**Raw data**
= = =
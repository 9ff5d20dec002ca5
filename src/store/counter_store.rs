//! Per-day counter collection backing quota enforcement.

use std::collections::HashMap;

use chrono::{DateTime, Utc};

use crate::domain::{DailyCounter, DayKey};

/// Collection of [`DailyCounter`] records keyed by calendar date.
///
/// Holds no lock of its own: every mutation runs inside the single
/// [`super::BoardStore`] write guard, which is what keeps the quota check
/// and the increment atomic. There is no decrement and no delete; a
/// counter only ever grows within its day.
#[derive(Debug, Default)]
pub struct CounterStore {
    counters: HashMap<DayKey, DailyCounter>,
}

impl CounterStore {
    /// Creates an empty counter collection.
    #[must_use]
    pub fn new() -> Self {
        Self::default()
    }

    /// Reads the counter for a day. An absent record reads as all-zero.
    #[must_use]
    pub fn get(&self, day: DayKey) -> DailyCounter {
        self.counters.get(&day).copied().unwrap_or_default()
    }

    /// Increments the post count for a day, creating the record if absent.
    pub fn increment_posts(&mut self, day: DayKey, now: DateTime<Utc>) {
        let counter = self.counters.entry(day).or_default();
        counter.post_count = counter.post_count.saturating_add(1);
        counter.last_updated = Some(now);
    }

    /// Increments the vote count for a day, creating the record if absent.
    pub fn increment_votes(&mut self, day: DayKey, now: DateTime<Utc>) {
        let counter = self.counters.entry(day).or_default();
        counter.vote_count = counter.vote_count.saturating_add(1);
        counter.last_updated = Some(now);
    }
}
= = =
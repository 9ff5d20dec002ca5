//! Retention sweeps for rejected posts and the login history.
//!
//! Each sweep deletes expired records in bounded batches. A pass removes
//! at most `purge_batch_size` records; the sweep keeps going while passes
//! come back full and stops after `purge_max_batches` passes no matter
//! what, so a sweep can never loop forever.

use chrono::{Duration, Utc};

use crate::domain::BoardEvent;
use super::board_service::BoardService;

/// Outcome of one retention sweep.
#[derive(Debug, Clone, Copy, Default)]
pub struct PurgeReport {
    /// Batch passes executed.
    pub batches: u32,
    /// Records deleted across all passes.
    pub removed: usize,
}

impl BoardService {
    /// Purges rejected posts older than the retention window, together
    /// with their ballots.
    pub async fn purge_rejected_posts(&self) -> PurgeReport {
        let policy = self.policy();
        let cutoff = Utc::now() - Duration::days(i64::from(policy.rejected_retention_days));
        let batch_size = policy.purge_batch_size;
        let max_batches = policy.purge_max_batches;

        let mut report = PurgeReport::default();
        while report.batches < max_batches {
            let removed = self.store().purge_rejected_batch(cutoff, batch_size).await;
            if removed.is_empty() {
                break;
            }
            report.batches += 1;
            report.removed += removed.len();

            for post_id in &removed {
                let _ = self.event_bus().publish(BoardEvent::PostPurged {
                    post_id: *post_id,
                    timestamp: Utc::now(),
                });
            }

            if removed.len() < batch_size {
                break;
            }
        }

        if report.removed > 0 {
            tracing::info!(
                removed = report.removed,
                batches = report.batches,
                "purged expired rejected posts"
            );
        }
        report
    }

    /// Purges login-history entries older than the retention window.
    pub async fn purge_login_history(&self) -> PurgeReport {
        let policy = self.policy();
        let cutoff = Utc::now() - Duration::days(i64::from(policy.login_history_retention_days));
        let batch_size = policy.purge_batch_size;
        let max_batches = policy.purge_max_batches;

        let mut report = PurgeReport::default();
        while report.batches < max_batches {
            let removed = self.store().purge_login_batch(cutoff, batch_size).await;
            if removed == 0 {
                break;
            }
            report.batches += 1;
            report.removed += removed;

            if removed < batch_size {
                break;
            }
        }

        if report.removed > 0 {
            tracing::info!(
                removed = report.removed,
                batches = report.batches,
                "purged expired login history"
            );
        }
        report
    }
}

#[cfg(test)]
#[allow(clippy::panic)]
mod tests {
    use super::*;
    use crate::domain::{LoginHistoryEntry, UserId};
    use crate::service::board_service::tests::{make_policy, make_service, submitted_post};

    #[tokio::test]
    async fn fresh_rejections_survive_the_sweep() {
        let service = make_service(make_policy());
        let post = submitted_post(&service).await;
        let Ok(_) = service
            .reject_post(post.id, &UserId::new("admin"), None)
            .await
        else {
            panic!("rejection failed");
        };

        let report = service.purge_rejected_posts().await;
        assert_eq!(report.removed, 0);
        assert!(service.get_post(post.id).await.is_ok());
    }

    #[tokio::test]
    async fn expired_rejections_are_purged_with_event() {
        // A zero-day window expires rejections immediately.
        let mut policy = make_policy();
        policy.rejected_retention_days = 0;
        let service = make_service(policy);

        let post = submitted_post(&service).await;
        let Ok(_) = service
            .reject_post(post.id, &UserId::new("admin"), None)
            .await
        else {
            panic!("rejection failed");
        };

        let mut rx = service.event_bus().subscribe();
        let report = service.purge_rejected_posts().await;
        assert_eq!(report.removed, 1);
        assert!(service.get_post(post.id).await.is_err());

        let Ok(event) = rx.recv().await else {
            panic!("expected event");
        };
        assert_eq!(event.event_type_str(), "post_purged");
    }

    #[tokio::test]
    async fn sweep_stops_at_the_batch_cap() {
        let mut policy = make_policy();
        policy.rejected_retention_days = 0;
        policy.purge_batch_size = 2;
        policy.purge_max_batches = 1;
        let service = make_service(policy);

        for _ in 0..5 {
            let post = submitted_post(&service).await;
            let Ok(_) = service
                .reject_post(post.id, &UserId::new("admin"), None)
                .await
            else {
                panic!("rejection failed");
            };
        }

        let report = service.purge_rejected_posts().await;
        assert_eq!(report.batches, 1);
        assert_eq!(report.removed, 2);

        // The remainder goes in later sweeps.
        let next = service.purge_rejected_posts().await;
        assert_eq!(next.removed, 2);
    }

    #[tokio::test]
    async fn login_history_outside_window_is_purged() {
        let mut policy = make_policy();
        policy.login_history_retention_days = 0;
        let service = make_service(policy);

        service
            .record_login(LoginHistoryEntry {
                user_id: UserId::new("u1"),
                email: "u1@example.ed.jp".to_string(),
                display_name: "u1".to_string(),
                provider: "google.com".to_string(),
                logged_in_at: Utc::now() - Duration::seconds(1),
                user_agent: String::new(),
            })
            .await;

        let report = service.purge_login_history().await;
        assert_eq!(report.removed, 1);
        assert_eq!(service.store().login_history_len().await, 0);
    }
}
= = =
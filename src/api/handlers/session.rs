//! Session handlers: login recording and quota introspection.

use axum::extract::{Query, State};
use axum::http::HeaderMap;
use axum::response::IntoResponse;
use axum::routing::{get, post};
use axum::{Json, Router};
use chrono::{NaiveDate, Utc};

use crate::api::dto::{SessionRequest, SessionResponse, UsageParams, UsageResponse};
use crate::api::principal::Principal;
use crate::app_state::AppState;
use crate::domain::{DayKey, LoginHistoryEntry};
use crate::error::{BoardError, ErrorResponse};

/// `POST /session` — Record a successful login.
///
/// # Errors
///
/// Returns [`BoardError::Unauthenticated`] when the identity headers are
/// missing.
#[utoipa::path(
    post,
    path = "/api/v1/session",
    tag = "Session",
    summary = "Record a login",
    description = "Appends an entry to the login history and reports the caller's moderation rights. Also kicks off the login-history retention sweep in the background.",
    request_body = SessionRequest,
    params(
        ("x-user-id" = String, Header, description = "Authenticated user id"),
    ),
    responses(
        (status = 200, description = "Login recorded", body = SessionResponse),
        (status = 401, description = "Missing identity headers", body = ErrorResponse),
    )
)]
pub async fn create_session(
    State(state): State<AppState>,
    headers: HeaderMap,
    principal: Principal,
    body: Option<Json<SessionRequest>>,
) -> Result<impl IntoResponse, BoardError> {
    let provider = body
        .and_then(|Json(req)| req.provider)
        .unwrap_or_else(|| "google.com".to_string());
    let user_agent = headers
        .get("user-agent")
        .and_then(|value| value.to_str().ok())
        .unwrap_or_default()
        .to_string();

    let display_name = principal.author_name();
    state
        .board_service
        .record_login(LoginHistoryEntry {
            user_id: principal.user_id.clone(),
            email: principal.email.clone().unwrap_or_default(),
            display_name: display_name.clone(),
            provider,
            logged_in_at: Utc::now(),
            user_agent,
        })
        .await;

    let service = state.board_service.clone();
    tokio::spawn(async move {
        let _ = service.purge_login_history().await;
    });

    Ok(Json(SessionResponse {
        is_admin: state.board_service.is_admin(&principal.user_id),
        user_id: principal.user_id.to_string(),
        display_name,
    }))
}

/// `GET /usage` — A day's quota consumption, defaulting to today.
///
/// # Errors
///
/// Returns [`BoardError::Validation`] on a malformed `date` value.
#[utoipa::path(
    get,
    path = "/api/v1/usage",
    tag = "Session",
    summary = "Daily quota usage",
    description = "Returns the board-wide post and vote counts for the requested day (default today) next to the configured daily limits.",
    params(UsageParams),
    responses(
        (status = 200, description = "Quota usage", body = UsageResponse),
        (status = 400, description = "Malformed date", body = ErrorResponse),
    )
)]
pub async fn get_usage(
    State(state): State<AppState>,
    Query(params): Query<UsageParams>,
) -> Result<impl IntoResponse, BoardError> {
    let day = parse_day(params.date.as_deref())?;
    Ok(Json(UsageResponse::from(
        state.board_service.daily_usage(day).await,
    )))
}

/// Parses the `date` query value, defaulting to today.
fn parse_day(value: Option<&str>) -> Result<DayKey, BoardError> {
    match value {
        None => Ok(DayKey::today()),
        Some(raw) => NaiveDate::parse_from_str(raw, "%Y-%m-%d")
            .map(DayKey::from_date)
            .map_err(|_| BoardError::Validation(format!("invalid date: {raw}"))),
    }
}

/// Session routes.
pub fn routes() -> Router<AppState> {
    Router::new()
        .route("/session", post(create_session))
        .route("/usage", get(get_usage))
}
= = =
Using the records, report how many lines contain the word "impl", adding no other text.

**Answer to the exercise**
4